• Problem: In the listing that follows, copy out each line that includes the word "ContextVar".

• Data to examine:
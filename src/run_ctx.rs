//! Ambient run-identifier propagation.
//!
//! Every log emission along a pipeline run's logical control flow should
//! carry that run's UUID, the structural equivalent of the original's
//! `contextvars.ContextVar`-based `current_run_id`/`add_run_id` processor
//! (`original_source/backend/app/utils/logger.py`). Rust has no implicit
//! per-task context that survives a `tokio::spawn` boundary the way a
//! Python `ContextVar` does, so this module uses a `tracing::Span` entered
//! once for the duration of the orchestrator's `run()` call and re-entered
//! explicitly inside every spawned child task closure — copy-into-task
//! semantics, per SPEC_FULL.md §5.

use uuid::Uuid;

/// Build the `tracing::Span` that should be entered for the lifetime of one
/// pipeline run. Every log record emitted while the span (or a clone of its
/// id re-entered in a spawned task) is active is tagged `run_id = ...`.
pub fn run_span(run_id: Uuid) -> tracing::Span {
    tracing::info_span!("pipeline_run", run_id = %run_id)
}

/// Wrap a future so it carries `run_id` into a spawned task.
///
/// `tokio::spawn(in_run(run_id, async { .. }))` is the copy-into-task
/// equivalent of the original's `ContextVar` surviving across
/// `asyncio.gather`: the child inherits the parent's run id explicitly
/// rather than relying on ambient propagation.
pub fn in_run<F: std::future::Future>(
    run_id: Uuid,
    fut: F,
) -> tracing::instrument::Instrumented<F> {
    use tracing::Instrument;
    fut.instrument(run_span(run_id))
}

• Result of this task:
//! `contextvars.ContextVar`-based `current_run_id`/`add_run_id` processor
//! Python `ContextVar` does, so this module uses a `tracing::Span` entered
/// equivalent of the original's `ContextVar` surviving across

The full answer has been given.